Đà Nẵng, 1975. Phúc (pronounced /fo͞ok/, rhymes with duke) is eleven
the first time his mother walks him through a field of mines he's always
been warned never to enter. Guided by cracks of moonlight, Phúc moves
past fallen airplanes and battle debris to a refugee boat. But before
the sun even has a chance to rise, more than half the people aboard will
perish.
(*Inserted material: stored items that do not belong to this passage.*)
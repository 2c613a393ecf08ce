//! Log Collector
//!
//! Reads null-terminated messages and appends `<seq> <epoch> <message>` lines.

use std::fs::File;
use std::io::{self, BufRead, BufReader, BufWriter, Read, Write};
use std::path::Path;
use std::thread::JoinHandle;

use chrono::Utc;
use tracing::{debug, info};

/// Copy every message from `reader` to `writer` until the stream ends.
///
/// Returns the number of lines written. A trailing message without its
/// terminator is still written.
pub fn collect<R: Read, W: Write>(reader: R, mut writer: W) -> io::Result<u64> {
    let mut reader = BufReader::new(reader);
    let mut frame = Vec::with_capacity(128);
    let mut sequence = 0u64;

    loop {
        frame.clear();
        if reader.read_until(0, &mut frame)? == 0 {
            break;
        }
        if frame.last() == Some(&0) {
            frame.pop();
        }

        let message = String::from_utf8_lossy(&frame);
        writeln!(writer, "{} {} {}", sequence, Utc::now().timestamp(), message)?;
        writer.flush()?;
        sequence += 1;
    }

    debug!("Log collector saw end of stream after {} lines", sequence);
    Ok(sequence)
}

/// Run [`collect`] on a dedicated thread, writing to `path` (truncated)
pub fn spawn_collector<R>(reader: R, path: &Path) -> io::Result<JoinHandle<io::Result<u64>>>
where
    R: Read + Send + 'static,
{
    let file = File::create(path)?;
    info!("Writing event log to {}", path.display());

    std::thread::Builder::new()
        .name("log-collector".to_string())
        .spawn(move || collect(reader, BufWriter::new(file)))
}
//! Repository Implementation

use std::str::FromStr;
use std::time::Duration;

use chrono::Utc;
use event_log::EventLog;
use sensor_protocol::{SensorId, SensorRecord, Timestamp};
use serde::{Deserialize, Serialize};
use sqlx::sqlite::{SqliteConnectOptions, SqlitePool, SqlitePoolOptions, SqliteRow};
use sqlx::Row;
use tracing::{debug, info, warn};

use crate::StorageError;

/// Default table name
pub const DEFAULT_TABLE: &str = "SensorData";

// Casts pin the decoded storage class regardless of column affinity.
const COLUMNS: &str = "id, sensor_id, \
    CAST(sensor_value AS REAL) AS sensor_value, \
    CAST(sensor_time AS INTEGER) AS sensor_time, \
    CAST(upload_time AS INTEGER) AS upload_time";

/// Database connection settings
#[derive(Debug, Clone)]
pub struct StorageConfig {
    /// sqlx SQLite URL, e.g. `sqlite://sensor.db` or `sqlite::memory:`
    pub url: String,
    /// Table holding the readings
    pub table: String,
    /// Drop and recreate the table on connect
    pub clear_on_start: bool,
    /// Extra connection attempts after the first failure
    pub connect_retries: u32,
    /// Pause before each retry
    pub retry_delay: Duration,
}

impl Default for StorageConfig {
    fn default() -> Self {
        Self {
            url: "sqlite://sensor.db".to_string(),
            table: DEFAULT_TABLE.to_string(),
            clear_on_start: true,
            connect_retries: 3,
            retry_delay: Duration::from_secs(5),
        }
    }
}

impl StorageConfig {
    /// Private in-memory database, used by tests
    pub fn in_memory() -> Self {
        Self {
            url: "sqlite::memory:".to_string(),
            ..Default::default()
        }
    }
}

/// A persisted reading
#[derive(Debug, Clone, PartialEq, Serialize, Deserialize)]
pub struct StoredReading {
    pub id: i64,
    pub sensor_id: SensorId,
    pub value: f64,
    pub sensor_time: Timestamp,
    pub upload_time: Timestamp,
}

impl StoredReading {
    /// The reading as it arrived on the wire
    pub fn record(&self) -> SensorRecord {
        SensorRecord::new(self.sensor_id, self.value, self.sensor_time)
    }

    fn from_row(row: &SqliteRow) -> Result<Self, StorageError> {
        let sensor_id: i64 = row.try_get("sensor_id")?;
        let sensor_id = SensorId::try_from(sensor_id)
            .map_err(|_| StorageError::InvalidRow(format!("sensor id {} out of range", sensor_id)))?;

        Ok(Self {
            id: row.try_get("id")?,
            sensor_id,
            value: row.try_get("sensor_value")?,
            sensor_time: row.try_get("sensor_time")?,
            upload_time: row.try_get("upload_time")?,
        })
    }
}

/// Repository over the readings table
#[derive(Clone)]
pub struct Repository {
    pool: SqlitePool,
    table: String,
}

impl Repository {
    /// Open the database, retrying up to `connect_retries` times, and set up
    /// the table.
    pub async fn connect(config: &StorageConfig, events: &EventLog) -> Result<Self, StorageError> {
        validate_table_name(&config.table)?;
        let options = SqliteConnectOptions::from_str(&config.url)?.create_if_missing(true);

        let mut attempts = 1;
        let pool = loop {
            match open_pool(options.clone()).await {
                Ok(pool) => break pool,
                Err(e) if attempts <= config.connect_retries => {
                    warn!("Connecting to {} failed (attempt {}): {}", config.url, attempts, e);
                    events.warn("Reconnecting to SQL server.");
                    tokio::time::sleep(config.retry_delay).await;
                    attempts += 1;
                }
                Err(source) => {
                    events.warn("Connection to SQL server could not be established.");
                    return Err(StorageError::Connect {
                        url: config.url.clone(),
                        attempts,
                        source,
                    });
                }
            }
        };

        let repository = Self {
            pool,
            table: config.table.clone(),
        };
        repository.setup_schema(config.clear_on_start, events).await?;

        info!("Repository ready on {} (table {})", config.url, repository.table);
        events.info("Connection to SQL server established.");
        Ok(repository)
    }

    async fn setup_schema(&self, clear: bool, events: &EventLog) -> Result<(), StorageError> {
        let created = if clear {
            sqlx::query(&format!("DROP TABLE IF EXISTS {}", self.table))
                .execute(&self.pool)
                .await?;
            true
        } else {
            let existing: i64 =
                sqlx::query_scalar("SELECT COUNT(*) FROM sqlite_master WHERE type = 'table' AND name = ?")
                    .bind(self.table.as_str())
                    .fetch_one(&self.pool)
                    .await?;
            existing == 0
        };

        sqlx::query(&format!(
            "CREATE TABLE IF NOT EXISTS {}(\
             id INTEGER PRIMARY KEY AUTOINCREMENT, \
             sensor_id INTEGER, \
             sensor_value DECIMAL(4,2), \
             sensor_time TIMESTAMP, \
             upload_time TIMESTAMP)",
            self.table
        ))
        .execute(&self.pool)
        .await?;

        if created {
            events.info(format!("New table {} created.", self.table));
        } else {
            debug!("Reusing existing table {}", self.table);
        }
        Ok(())
    }

    /// Store one reading stamped with the current upload time; returns its row id
    pub async fn insert_reading(&self, record: &SensorRecord) -> Result<i64, StorageError> {
        let sql = format!(
            "INSERT INTO {}(sensor_id, sensor_value, sensor_time, upload_time) VALUES (?, ?, ?, ?)",
            self.table
        );
        let result = sqlx::query(&sql)
            .bind(i64::from(record.sensor_id))
            .bind(record.value)
            .bind(record.timestamp)
            .bind(Utc::now().timestamp())
            .execute(&self.pool)
            .await?;

        let id = result.last_insert_rowid();
        debug!("Stored reading from sensor {} as row {}", record.sensor_id, id);
        Ok(id)
    }

    /// Every stored reading in insertion order
    pub async fn find_all(&self) -> Result<Vec<StoredReading>, StorageError> {
        let sql = format!("SELECT {} FROM {} ORDER BY id", COLUMNS, self.table);
        let rows = sqlx::query(&sql).fetch_all(&self.pool).await?;
        rows.iter().map(StoredReading::from_row).collect()
    }

    /// Readings whose value equals `value`
    pub async fn find_by_value(&self, value: f64) -> Result<Vec<StoredReading>, StorageError> {
        self.find_where("sensor_value = ?", value).await
    }

    /// Readings whose value is above `value`
    pub async fn find_exceeding_value(&self, value: f64) -> Result<Vec<StoredReading>, StorageError> {
        self.find_where("sensor_value > ?", value).await
    }

    /// Readings taken at `timestamp`
    pub async fn find_by_timestamp(
        &self,
        timestamp: Timestamp,
    ) -> Result<Vec<StoredReading>, StorageError> {
        self.find_where("sensor_time = ?", timestamp).await
    }

    /// Readings taken after `timestamp`
    pub async fn find_after_timestamp(
        &self,
        timestamp: Timestamp,
    ) -> Result<Vec<StoredReading>, StorageError> {
        self.find_where("sensor_time > ?", timestamp).await
    }

    async fn find_where<T>(&self, condition: &str, param: T) -> Result<Vec<StoredReading>, StorageError>
    where
        T: for<'q> sqlx::Encode<'q, sqlx::Sqlite> + sqlx::Type<sqlx::Sqlite> + Send + 'static,
    {
        let sql = format!(
            "SELECT {} FROM {} WHERE {} ORDER BY id",
            COLUMNS, self.table, condition
        );
        let rows = sqlx::query(&sql).bind(param).fetch_all(&self.pool).await?;
        rows.iter().map(StoredReading::from_row).collect()
    }

    /// Number of stored readings
    pub async fn count(&self) -> Result<u64, StorageError> {
        let count: i64 = sqlx::query_scalar(&format!("SELECT COUNT(*) FROM {}", self.table))
            .fetch_one(&self.pool)
            .await?;
        Ok(count.max(0) as u64)
    }

    pub fn table(&self) -> &str {
        &self.table
    }

    /// Close the pool, waiting for in-flight statements
    pub async fn close(&self) {
        self.pool.close().await;
        info!("Repository closed");
    }
}

async fn open_pool(options: SqliteConnectOptions) -> Result<SqlitePool, sqlx::Error> {
    // One long-lived connection keeps `sqlite::memory:` databases alive.
    SqlitePoolOptions::new()
        .max_connections(1)
        .idle_timeout(None)
        .max_lifetime(None)
        .connect_with(options)
        .await
}

/// Table names are interpolated into SQL, so only plain identifiers pass
fn validate_table_name(name: &str) -> Result<(), StorageError> {
    let mut chars = name.chars();
    let valid = match chars.next() {
        Some(first) => {
            (first.is_ascii_alphabetic() || first == '_')
                && chars.all(|c| c.is_ascii_alphanumeric() || c == '_')
        }
        None => false,
    };

    if valid {
        Ok(())
    } else {
        Err(StorageError::InvalidTableName(name.to_string()))
    }
}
This is only the beginning of Phúc's perilous journey across the
Pacific, which will be fraught with Thai pirates, an unrelenting ocean,
starvation, hallucination, and the unfortunate murder of a panda.
Told in the alternating voices of Jane and Phúc, My Father, the Panda
Killer is an unflinching story about war and its impact across multiple
generations, and how one American teenager forges a path toward
accepting her heritage and herself.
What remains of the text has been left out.